Yesterday afternoon, the Senate voted against a straight repeal of the Affordable Care Act. It was a floor vote Mitch McConnell had promised after the failure of a joint repeal-and-replace bill last week, when defections from both the conservative and the moderate wings of the GOP caucus killed it before it reached a vote.

With both repeal-and-replace and the full repeal bills dead in the water, it was time for Plan C (or D or E or X at this point): “Skinny Repeal.”

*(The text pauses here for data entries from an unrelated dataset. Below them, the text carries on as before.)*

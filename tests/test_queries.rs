//! Read-only analytic queries over a loaded dictionary.

use liftlex::load_bytes;

const QUERY_DOC: &str = r#"<?xml version="1.0" encoding="UTF-8"?>
<lift version="0.13" producer="liftlex tests">
  <entry id="nyoka_1">
    <lexical-unit>
      <form lang="seh"><text>nyoka</text></form>
    </lexical-unit>
    <trait name="morph-type" value="stem"/>
    <sense id="nyoka_1-s1">
      <grammatical-info value="Noun"/>
      <gloss lang="en"><text>snake</text></gloss>
      <example>
        <form lang="seh"><text>Nyoka <span lang="la">serpens</span> yathawa.</text></form>
        <translation type="Free translation">
          <form lang="en"><text>The snake fled.</text></form>
        </translation>
        <translation type="Back translation">
          <form lang="pt"><text>A cobra fugiu.</text></form>
        </translation>
      </example>
      <trait name="status" value="confirmed"/>
    </sense>
  </entry>
  <entry id="mango_1">
    <lexical-unit>
      <form lang="seh"><text>mango</text></form>
      <form lang="seh-fonipa"><text>mangɔ</text></form>
    </lexical-unit>
    <field name="summary"><form lang="en"><text>fruit</text></form></field>
    <trait name="morph-type" value="stem"/>
    <sense>
      <grammatical-info value="Noun"/>
      <gloss lang="en"><text>mango</text></gloss>
      <subsense>
        <grammatical-info value="Verb"/>
        <gloss lang="en"><text>to mango</text></gloss>
      </subsense>
    </sense>
  </entry>
  <entry id="kufamba_1">
    <lexical-unit>
      <form lang="seh"><text>kufamba</text></form>
    </lexical-unit>
    <trait name="morph-type" value="phrase"/>
  </entry>
</lift>
"#;

#[test]
fn entry_count() {
    let dict = load_bytes(QUERY_DOC.as_bytes()).unwrap();
    assert_eq!(dict.entry_count(), 3);
}

#[test]
fn lexical_languages_cover_lexical_unit_forms_only() {
    let dict = load_bytes(QUERY_DOC.as_bytes()).unwrap();
    let langs = dict.lexical_languages();
    assert_eq!(langs.len(), 2);
    assert!(langs.contains("seh"));
    assert!(langs.contains("seh-fonipa"));
    // English appears only in glosses/translations.
    assert!(!langs.contains("en"));
}

#[test]
fn grammatical_info_counts_include_subsenses() {
    let dict = load_bytes(QUERY_DOC.as_bytes()).unwrap();
    let counts = dict.grammatical_info_counts();
    assert_eq!(counts.get("Noun"), Some(&2));
    assert_eq!(counts.get("Verb"), Some(&1));
}

#[test]
fn trait_names_and_value_histogram() {
    let dict = load_bytes(QUERY_DOC.as_bytes()).unwrap();
    let names = dict.trait_names();
    assert!(names.contains("morph-type"));
    assert!(names.contains("status"));

    let histogram = dict.trait_value_counts("morph-type");
    assert_eq!(histogram.get("stem"), Some(&2));
    assert_eq!(histogram.get("phrase"), Some(&1));
    assert!(dict.trait_value_counts("no-such-trait").is_empty());
}

#[test]
fn field_names() {
    let dict = load_bytes(QUERY_DOC.as_bytes()).unwrap();
    let names = dict.field_names();
    assert_eq!(names.len(), 1);
    assert!(names.contains("summary"));
}

#[test]
fn translation_types_in_use() {
    let dict = load_bytes(QUERY_DOC.as_bytes()).unwrap();
    let types = dict.translation_types();
    assert_eq!(types.len(), 2);
    assert!(types.contains("Free translation"));
    assert!(types.contains("Back translation"));
}

#[test]
fn all_languages_include_span_languages() {
    let dict = load_bytes(QUERY_DOC.as_bytes()).unwrap();
    let langs = dict.all_languages();
    for lang in ["seh", "seh-fonipa", "en", "pt", "la"] {
        assert!(langs.contains(lang), "missing {lang}");
    }
}

#[test]
fn senses_flatten_subsenses_in_document_order() {
    let dict = load_bytes(QUERY_DOC.as_bytes()).unwrap();
    let senses = dict.senses();
    assert_eq!(senses.len(), 3);
    assert_eq!(senses[0].id.as_deref(), Some("nyoka_1-s1"));
    assert_eq!(senses[2].gloss.text("en").as_deref(), Some("to mango"));
    assert!(dict.sense_by_id("nyoka_1-s1").is_some());
    assert!(dict.sense_by_id("missing").is_none());
}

“Skinny Repeal” was a frankly terrible bill that would get rid of some of the more problematic aspects of Obamacare, but come nowhere close to a full repeal. The idea was that taking away the individual mandate and the employer mandate, but leaving everything else for the time being, would have been enough to make sure the conservatives and the moderates were all on board.

But, it did not happen. The CBO almost immediately announced 16 million more people would go uninsured (because they would not be forced to buy insurance, but semantics and all that) and insurance companies complained skinny repeal would be disastrous for the market.

As a result, Lisa Murkowski, Susan Collins, and John McCain voted against the skinny repeal deal. The final vote was 49-51. Mike Pence had been in attendance in order to break the tie, but McCain’s defection from the caucus threw the bill onto the path of defeat that not even Pence could save it from.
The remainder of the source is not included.